__What to do__.
Please return every line in the following data that includes the string "type".

Collected data:
-- Opening Marker --

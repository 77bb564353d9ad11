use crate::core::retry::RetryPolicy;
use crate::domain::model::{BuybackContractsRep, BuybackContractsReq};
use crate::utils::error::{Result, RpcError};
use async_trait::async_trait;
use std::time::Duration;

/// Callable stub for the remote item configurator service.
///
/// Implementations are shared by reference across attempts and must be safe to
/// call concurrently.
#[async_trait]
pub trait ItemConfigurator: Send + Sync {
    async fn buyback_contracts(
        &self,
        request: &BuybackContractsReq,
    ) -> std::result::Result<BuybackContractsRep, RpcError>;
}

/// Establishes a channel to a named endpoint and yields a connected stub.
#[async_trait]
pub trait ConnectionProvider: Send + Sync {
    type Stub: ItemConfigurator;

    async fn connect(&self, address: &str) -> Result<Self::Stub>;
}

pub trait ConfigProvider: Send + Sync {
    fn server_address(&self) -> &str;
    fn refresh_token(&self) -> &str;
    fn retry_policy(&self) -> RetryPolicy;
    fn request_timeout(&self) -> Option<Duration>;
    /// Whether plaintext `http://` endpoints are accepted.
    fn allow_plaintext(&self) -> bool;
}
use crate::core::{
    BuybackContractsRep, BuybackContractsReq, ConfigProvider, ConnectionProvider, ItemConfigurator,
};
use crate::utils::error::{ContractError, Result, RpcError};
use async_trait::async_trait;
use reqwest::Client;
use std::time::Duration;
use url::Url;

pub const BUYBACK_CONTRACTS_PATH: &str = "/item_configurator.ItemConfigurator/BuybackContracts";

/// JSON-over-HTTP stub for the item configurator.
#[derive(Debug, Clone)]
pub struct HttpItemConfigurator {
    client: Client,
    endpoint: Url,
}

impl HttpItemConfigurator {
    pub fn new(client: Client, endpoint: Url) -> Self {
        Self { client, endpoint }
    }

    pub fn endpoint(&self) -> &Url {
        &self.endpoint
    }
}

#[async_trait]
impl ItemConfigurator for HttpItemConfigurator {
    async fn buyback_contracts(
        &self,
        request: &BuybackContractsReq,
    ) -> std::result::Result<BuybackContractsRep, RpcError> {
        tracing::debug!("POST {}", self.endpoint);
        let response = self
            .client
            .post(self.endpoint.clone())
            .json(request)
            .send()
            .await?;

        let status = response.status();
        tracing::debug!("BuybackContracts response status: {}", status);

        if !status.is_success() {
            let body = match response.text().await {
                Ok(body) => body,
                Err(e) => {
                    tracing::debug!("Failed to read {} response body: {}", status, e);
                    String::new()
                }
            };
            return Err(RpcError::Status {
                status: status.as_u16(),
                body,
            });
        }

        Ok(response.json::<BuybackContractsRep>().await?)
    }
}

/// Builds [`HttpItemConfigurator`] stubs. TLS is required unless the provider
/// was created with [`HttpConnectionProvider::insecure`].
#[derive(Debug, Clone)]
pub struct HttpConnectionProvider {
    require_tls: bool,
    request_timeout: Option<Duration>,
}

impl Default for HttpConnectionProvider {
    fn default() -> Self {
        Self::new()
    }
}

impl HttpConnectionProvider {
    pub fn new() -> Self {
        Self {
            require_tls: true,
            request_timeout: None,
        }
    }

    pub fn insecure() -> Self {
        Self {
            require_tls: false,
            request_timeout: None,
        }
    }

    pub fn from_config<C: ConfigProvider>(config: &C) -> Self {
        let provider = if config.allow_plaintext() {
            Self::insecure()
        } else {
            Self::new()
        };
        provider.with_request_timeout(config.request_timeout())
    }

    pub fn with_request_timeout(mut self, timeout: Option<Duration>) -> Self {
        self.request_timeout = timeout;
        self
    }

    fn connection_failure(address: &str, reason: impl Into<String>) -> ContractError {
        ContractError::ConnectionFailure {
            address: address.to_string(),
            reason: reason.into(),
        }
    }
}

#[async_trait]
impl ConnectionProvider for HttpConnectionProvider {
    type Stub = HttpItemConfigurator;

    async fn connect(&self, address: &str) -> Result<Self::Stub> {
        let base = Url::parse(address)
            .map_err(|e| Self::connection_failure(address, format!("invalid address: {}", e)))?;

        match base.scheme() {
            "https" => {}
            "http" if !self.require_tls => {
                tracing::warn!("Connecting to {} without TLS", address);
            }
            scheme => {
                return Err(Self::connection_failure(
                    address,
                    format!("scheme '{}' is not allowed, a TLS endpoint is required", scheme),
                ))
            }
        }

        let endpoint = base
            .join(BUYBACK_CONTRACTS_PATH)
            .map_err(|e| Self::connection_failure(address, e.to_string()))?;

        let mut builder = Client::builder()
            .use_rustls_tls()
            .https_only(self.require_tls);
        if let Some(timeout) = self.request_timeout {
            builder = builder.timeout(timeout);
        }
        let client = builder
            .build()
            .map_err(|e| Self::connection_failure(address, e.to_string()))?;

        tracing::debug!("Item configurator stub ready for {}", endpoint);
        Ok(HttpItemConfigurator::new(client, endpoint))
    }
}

-- Closing Marker --

__Answer box__.
    type Stub: ItemConfigurator;
    type Stub = HttpItemConfigurator;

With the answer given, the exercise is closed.